Range & Habitat: Prairie Three-Awn is a fairly common grass that occurs in most areas of Illinois (see Distribution Map). However, it is even more common in drier areas to the west of the state. Habitats include dry gravel prairies, sand prairies, glades, overgrazed pastures, abandoned fields, roadsides, areas along railroads, and barren waste areas. In Illinois, Prairie Three-Awn is primarily a railroad weed.
Faunal Associations: In Illinois and the lower Midwest, wildlife makes little use of Aristida spp. (Three-Awn grasses). Some leafhoppers that feed on Three-Awn grasses include Flexamia picta and Flexamia pyrops. Small rodents eat the seeds in the desert southwest, but they have access to better sources of food in the lower Midwest.
Photographic Location: Along a railroad in Urbana, Illinois.
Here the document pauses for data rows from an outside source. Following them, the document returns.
//! URI parsing and serialization error types.

use thiserror::Error;

/// Error returned when a raw string does not conform to URI grammar or a
/// document cannot be serialized into a valid URI.
#[derive(Clone, Debug, PartialEq, Eq, Error)]
pub enum UriSyntaxError {
    #[error("malformed percent escape in: {0}")]
    MalformedEscape(String),

    #[error("invalid scheme: {0}")]
    InvalidScheme(String),

    #[error("cannot serialize document: {0}")]
    Unserializable(String),
}
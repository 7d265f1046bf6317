//! Commit lifecycle: committer events, the pending ledger and subscriptions.

pub mod events;
pub mod ledger;
pub mod subscriptions;

pub use events::{CommitEvent, CommitEventKind, CommitLog, CommitReconciler, ReconcileContext};
pub use ledger::{CancelAction, CommitNotification, PendingCommitEntry, PendingCommitLedger};
pub use subscriptions::{EventSubscriptionManager, SubscriptionState};
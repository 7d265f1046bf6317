//! Mint/burn form state.
//!
//! [`reduce`] is a pure transition function. [`SwapSession`] owns the current
//! configuration, keeps the market index in step with the pool set and
//! re-validates the selection whenever the index changes.

pub mod reducer;
pub mod state;

pub use reducer::{SwapAction, reduce};
pub use state::{DEFAULT_LEVERAGE, InvalidAmount, SwapConfiguration};

use crate::errors::{AppError, Result};
use crate::markets::{derive_markets, parse_pool_name};
use crate::models::Side;
use crate::pool::PoolsState;
use bigdecimal::BigDecimal;
use ethers::types::Address;
use std::str::FromStr;
use tracing::{debug, info};

/// Keep the selection consistent with the current index.
///
/// A selection no longer offered at the current market and leverage moves to
/// the first pool there, or is cleared when the tier is empty.
pub fn reconcile_selection(state: &SwapConfiguration) -> SwapConfiguration {
    let mut next = state.clone();
    if next.selected_pool.is_none() || next.selection_is_valid() {
        return next;
    }
    next.selected_pool = next
        .leverage
        .and_then(|leverage| next.pools_at(leverage).first().map(|p| p.address));
    next
}

/// Check a typed amount against the spendable balance.
pub fn is_invalid_amount(amount: &str, balance: &BigDecimal, decimals: u8) -> InvalidAmount {
    let amount = amount.trim();
    if amount.is_empty() {
        return InvalidAmount::valid();
    }
    let Ok(value) = BigDecimal::from_str(amount) else {
        return InvalidAmount::invalid("Amount is not a number");
    };
    if value < BigDecimal::from(0) {
        return InvalidAmount::invalid("Amount must be positive");
    }
    let (_, scale) = value.normalized().as_bigint_and_exponent();
    if scale > decimals as i64 {
        return InvalidAmount::invalid(format!("Amount supports at most {decimals} decimals"));
    }
    if &value > balance {
        return InvalidAmount::invalid(format!("Insufficient funds, balance is {balance}"));
    }
    InvalidAmount::valid()
}

#[derive(Debug, Default)]
pub struct SwapSession {
    state: SwapConfiguration,
}

impl SwapSession {
    pub fn new() -> Self {
        Self::default()
    }

    pub fn state(&self) -> &SwapConfiguration {
        &self.state
    }

    /// Apply an action. On rejection the previous state is kept.
    pub fn dispatch(&mut self, action: SwapAction) -> Result<&SwapConfiguration> {
        match reduce(&self.state, action) {
            Ok(next) => {
                self.state = next;
                Ok(&self.state)
            }
            Err(e) => {
                debug!(error = %e, "[SWAP] transition rejected");
                Err(e)
            }
        }
    }

    /// Rebuild the market index from `pools` and re-validate the selection.
    pub fn refresh_markets(&mut self, pools: &PoolsState) -> &SwapConfiguration {
        let markets = derive_markets(pools);
        let mut next = self.state.clone();
        next.markets = markets;
        self.state = reconcile_selection(&next);
        debug!(markets = self.state.markets.len(), "[SWAP] markets refreshed");
        &self.state
    }

    /// Select `pool` directly, taking market and leverage from its name.
    pub fn focus_pool(&mut self, pools: &PoolsState, pool: Address) -> Result<&SwapConfiguration> {
        let name = match pools.pools.get(&pool) {
            Some(snapshot) => snapshot.name.clone(),
            None => {
                return Err(AppError::StaleReference(format!(
                    "pool {pool:?} not loaded"
                )));
            }
        };
        let Some((leverage, market)) = parse_pool_name(&name) else {
            return Err(AppError::ConfigurationUnsatisfiable {
                market: name,
                leverage: None,
            });
        };
        let mut next = self.state.clone();
        next.market = market;
        next.leverage = Some(leverage);
        next.selected_pool = Some(pool);
        if next.side.is_none() {
            next.side = Some(Side::Long);
        }
        info!(?pool, market = %next.market, leverage, "[SWAP] focused pool");
        self.state = next;
        Ok(&self.state)
    }

    /// Validate the typed amount against `balance` and push the result in.
    pub fn validate_amount(&mut self, balance: &BigDecimal, decimals: u8) -> &SwapConfiguration {
        let invalid = is_invalid_amount(&self.state.amount, balance, decimals);
        self.state.invalid_amount = invalid;
        &self.state
    }
}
Comments: This is the most common Aristida sp. (Three-Awn grass) in Illinois. Some of the less common Three-Awn grasses in the state are often found in dry sand prairies. The most striking feature of these grasses are the bent awns of their fertile lemmas. Prairie Three-Awn differs from many other Three-Awn grasses by the long awns of its fertile lemmas (at least 1" long). Other Three-Awn grasses have awns up to ¾" long (in some species, this applies only to their lateral awns, which are shorter than the central awns). An exception is Aristida tuberculosa (Needle Grass), which has awns on its lemmas that are about as long as those of Prairie Three-Awn. However, the awns of Needle Grass coil tightly around each other to form a basal column about ½" long, after which they bend away from each other in the manner of other Three-Awn grasses. The awns of Prairie Three-Awn and other Three-Awn grasses are free to the base, or they coil around each other to form a short basal column that is only 1/8" long.